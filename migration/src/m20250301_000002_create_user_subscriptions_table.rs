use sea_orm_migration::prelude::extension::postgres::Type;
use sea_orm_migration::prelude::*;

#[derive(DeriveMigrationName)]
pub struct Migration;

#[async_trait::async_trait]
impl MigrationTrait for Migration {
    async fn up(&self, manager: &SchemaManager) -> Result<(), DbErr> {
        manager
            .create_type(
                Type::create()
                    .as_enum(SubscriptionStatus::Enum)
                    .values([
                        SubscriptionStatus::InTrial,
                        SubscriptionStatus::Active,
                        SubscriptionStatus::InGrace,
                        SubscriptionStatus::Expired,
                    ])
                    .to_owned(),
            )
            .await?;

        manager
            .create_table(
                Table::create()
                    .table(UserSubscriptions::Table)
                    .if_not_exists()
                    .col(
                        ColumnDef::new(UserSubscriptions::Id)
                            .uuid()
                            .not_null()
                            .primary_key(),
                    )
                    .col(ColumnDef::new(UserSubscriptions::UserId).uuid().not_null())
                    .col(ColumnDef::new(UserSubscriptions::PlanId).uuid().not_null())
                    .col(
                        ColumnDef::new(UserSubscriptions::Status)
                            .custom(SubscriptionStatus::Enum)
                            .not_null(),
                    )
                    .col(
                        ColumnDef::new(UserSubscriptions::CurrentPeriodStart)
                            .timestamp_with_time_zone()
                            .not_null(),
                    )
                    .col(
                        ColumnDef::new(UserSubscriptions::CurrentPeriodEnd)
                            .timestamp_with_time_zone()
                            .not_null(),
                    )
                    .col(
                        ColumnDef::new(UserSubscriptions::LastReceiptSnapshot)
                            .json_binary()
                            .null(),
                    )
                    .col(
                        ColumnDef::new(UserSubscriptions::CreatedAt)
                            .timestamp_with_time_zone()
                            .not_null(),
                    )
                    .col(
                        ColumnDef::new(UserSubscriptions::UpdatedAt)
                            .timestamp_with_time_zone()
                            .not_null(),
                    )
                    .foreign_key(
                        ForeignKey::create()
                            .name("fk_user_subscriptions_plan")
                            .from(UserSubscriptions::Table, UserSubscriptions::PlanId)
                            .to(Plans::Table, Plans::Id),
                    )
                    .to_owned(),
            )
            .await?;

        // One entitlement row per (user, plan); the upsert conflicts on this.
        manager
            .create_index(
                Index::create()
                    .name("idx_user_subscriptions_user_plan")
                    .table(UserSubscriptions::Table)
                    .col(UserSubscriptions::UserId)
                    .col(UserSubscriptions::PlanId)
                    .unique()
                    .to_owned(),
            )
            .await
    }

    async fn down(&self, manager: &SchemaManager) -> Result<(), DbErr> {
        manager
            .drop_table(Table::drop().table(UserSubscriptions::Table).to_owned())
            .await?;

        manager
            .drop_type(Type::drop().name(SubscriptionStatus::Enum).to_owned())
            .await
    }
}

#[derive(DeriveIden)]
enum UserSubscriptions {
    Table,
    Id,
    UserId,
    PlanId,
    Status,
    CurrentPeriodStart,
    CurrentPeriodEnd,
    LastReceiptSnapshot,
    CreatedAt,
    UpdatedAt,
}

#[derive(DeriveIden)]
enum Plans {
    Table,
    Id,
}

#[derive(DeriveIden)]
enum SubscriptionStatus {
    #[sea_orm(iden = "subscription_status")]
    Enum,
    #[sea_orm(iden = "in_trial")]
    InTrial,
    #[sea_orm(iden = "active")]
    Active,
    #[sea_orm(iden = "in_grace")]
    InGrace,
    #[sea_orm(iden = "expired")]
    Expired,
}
==
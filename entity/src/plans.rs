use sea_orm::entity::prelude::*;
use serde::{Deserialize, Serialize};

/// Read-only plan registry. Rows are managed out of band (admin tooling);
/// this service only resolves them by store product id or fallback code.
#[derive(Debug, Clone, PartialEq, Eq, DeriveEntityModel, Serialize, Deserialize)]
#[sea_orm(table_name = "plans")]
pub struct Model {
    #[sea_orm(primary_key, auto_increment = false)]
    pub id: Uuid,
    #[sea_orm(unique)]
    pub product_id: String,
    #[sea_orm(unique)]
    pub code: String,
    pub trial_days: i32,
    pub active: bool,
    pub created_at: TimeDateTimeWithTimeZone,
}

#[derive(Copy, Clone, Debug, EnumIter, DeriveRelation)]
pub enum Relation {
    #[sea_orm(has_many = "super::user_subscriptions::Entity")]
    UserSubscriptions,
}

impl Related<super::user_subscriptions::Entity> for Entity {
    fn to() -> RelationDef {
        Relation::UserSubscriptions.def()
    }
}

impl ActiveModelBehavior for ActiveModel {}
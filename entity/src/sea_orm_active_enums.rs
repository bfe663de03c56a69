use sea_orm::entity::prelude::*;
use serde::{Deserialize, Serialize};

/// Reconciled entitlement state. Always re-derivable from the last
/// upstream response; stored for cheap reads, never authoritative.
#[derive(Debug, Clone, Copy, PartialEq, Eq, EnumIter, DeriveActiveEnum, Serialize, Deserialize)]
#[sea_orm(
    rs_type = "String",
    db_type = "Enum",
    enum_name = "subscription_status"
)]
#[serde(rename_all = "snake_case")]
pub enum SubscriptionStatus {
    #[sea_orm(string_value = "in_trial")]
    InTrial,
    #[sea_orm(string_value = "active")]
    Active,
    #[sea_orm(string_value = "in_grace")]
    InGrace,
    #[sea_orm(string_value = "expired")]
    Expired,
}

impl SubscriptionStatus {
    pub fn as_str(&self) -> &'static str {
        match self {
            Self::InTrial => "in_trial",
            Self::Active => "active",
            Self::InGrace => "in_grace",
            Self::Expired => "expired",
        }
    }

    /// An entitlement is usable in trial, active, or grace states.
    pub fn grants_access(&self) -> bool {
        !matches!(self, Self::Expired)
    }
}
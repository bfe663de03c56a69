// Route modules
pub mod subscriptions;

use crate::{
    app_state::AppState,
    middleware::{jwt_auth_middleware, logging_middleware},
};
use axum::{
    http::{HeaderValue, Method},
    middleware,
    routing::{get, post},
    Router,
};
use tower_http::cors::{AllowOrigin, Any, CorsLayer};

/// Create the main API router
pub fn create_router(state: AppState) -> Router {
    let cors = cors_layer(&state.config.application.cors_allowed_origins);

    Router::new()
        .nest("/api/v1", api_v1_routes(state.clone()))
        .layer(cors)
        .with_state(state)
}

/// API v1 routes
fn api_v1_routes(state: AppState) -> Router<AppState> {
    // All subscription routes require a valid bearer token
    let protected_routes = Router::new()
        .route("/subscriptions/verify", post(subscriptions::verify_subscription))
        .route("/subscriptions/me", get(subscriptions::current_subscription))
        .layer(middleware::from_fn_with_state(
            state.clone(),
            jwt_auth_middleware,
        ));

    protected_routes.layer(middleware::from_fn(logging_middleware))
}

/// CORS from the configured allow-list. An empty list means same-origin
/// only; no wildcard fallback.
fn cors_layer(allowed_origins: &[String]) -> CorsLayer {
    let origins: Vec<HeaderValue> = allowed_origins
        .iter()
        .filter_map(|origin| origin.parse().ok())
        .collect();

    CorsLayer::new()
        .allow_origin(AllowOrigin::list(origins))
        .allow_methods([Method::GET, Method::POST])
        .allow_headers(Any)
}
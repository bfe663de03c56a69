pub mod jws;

Exercise:
Give solely the number of lines in the data that contain the string "LastReceiptSnapshot".

Written solution:
2